Around Town, Special Needs

Spotlight: Autism Society of Greater New Orleans

Located within New Orleans, amidst its lively cultural tapestry and storied past, exists an advocacy organization for families and individuals affected by autism. The Autism Society of Greater New Orleans (ASGNO), under the leadership of Executive Director Claire Tibbetts, provides essential resources and tailored programming to meet the varied needs of the autism community.

Established as an affiliate of the Autism Society of America, ASGNO traces its roots back to 1981. Officially incorporated in 2016 and granted 501c3 status in 2017, the organization has been steadfast in its mission to create connections and empower every member of the autism community with the resources needed to live fully.

Tibbetts explains, “What we try to do is create connections, empowering everyone in the autism community with the resources needed to live fully.” She emphasizes the importance of centering the voices of autistic individuals in every aspect of the organization’s endeavors, ensuring inclusivity and meaningful engagement. As Tibbetts likes to say, “Nothing about us without us.” This principle has been adopted by many in the disability community to highlight the need for full and direct participation in all decisions that impact their lives, which is exactly what Tibbetts is fighting for. 

At the heart of ASGNO’s initiatives lies its Information and Referral Service, providing personalized support to individuals, families, and professionals seeking guidance and information. Tibbetts shares, “Last year, I personally supported over 700 resource requests across all channels, ensuring that people received the support they needed when they needed it.”

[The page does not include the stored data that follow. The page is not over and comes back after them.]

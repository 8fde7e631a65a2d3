//! HTML parsing for grocery listing and product detail pages
//!
//! Parsers compile their CSS selectors once and work on an already parsed
//! `scraper::Html`. `Html` is not `Send`, so callers fetch the body first and
//! parse inside a synchronous scope.

pub mod config;
pub mod context;
pub mod error;
pub mod product_detail_parser;
pub mod product_list_parser;

pub use config::{ParsingConfig, ProductDetailSelectors, ProductListSelectors};
pub use context::{DetailParseContext, ParseContext};
pub use error::{ParsingError, ParsingResult};
pub use product_detail_parser::ProductDetailParser;
pub use product_list_parser::{ProductListParser, TaxonomyLink};

use scraper::{ElementRef, Html, Selector};
use tracing::{debug, warn};

/// Parser trait with context support
pub trait ContextualParser {
    type Output;
    type Context;

    /// Parse HTML with contextual information
    fn parse_with_context(&self, html: &Html, context: &Self::Context) -> ParsingResult<Self::Output>;
}

/// Compile fallback selector strings; fails only when none of them compile
pub(crate) fn compile_selectors(selector_strings: &[String]) -> ParsingResult<Vec<Selector>> {
    let mut selectors = Vec::new();
    let mut errors = Vec::new();

    for selector_str in selector_strings {
        match Selector::parse(selector_str) {
            Ok(selector) => selectors.push(selector),
            Err(e) => {
                warn!("Failed to compile selector '{}': {}", selector_str, e);
                errors.push(format!("'{}': {}", selector_str, e));
            }
        }
    }

    if selectors.is_empty() {
        return Err(ParsingError::InvalidSelector {
            selector: selector_strings.join(", "),
            reason: if errors.is_empty() {
                "no selectors configured".to_string()
            } else {
                errors.join(", ")
            },
        });
    }

    if !errors.is_empty() {
        debug!("Some selectors failed to compile: {}", errors.join(", "));
    }

    Ok(selectors)
}

/// Compile a single structural selector
pub(crate) fn compile_selector(selector: &str) -> ParsingResult<Selector> {
    Selector::parse(selector).map_err(|e| ParsingError::InvalidSelector {
        selector: selector.to_string(),
        reason: e.to_string(),
    })
}

/// First element matched by any of the fallback selectors, in selector order
pub(crate) fn select_first<'a>(html: &'a Html, selectors: &[Selector]) -> Option<ElementRef<'a>> {
    selectors.iter().find_map(|selector| html.select(selector).next())
}

/// Same as [`select_first`] but scoped to an element
pub(crate) fn select_first_in<'a>(element: &ElementRef<'a>, selectors: &[Selector]) -> Option<ElementRef<'a>> {
    selectors.iter().find_map(|selector| element.select(selector).next())
}

/// Concatenated text of an element
pub(crate) fn element_text(element: &ElementRef<'_>) -> String {
    element.text().collect::<String>()
}

/// Text nodes trimmed and joined with single spaces
pub(crate) fn element_text_spaced(element: &ElementRef<'_>) -> String {
    element
        .text()
        .map(str::trim)
        .filter(|s| !s.is_empty())
        .collect::<Vec<_>>()
        .join(" ")
}

/// Normalize non-breaking spaces and curly quotes, then trim
pub fn clean_text(text: &str) -> String {
    text.replace('\u{a0}', " ")
        .replace(['\u{2018}', '\u{2019}'], "'")
        .trim()
        .to_string()
}
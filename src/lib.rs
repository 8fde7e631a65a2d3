//! petro-ingest - UK fuel price ingestion and grocery detail crawling
//!
//! Two independent pipelines share one configuration and logging stack:
//!
//! - **Ingestion**: fetch every retailer fuel-price feed, keep a raw
//!   timestamped snapshot per source, normalize stations into one dataset and
//!   store it. Snapshots can be replayed to rebuild the dataset offline.
//! - **Crawling**: discover product links from grocery aisle pages, then
//!   scrape each product detail page with a bounded worker pool that resumes
//!   from a persisted cursor after a crash.

pub mod application;
pub mod commands;
pub mod crawling;
pub mod domain;
pub mod infrastructure;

In addition to the Information and Referral Service, ASGNO offers a myriad of programs, including inclusive community events like the Inclusive Egg Hunt, Autism Festival, Inclusive Halloween Party, and Sensory Santa Meet and Greet. This year, the 19th annual Autism Festival will be held on Saturday, April 20, starting at 11 a.m. These events foster connections within the community while providing access to local resources and services. Moreover, ASGNO hosts online social and support groups, mini-grant programs, educational opportunities, and a Vaccine Education Initiative aimed at increasing access and confidence in vaccinations and healthcare.

Tibbetts is also passionate about debunking stigmas surrounding autism, emphasizing the uniqueness of each individual’s experience. She advocates for the recognition of autism as a diverse spectrum and calls for the presumption of competence, urging society to treat autistic individuals with respect and dignity always.

She remarks, “Every person’s experience of autism is unique…autism is a way of being, a culture, an inseparable part of who people are.” Through education and awareness, ASGNO strives to foster an environment of acceptance and understanding.

The impact of ASGNO’s programs and events extends far beyond information and resources. Families and individuals find a sense of belonging and community, gaining confidence in their autistic identity and forming lifelong friendships. “People benefit when they understand what’s available to them. We have seen so many families and individuals gain confidence in their autistic identity and connect with others who understand them,” says Tibbetts.

What sets ASGNO apart is its unwavering commitment to centering autistic voices and prioritizing inclusivity in all endeavors. Tibbetts underscores the organization’s dedication to providing support rooted in the neurodiversity movement, ensuring that every individual feels welcomed and valued. As ASGNO continues to serve the community, there are numerous opportunities for involvement and support. From volunteering at events to spreading awareness online and donating, every contribution makes a difference in empowering the autism community.

ASGNO is currently on the hunt for new Board Members to become key decision-makers within the organization. While anyone is welcome to apply, Tibbetts is eager to incorporate more autistic voices into her team. “It’s really important to us that we have those voices regularly engaged in the leadership of our organization, in the materials we put out, and the programs we do,” she says.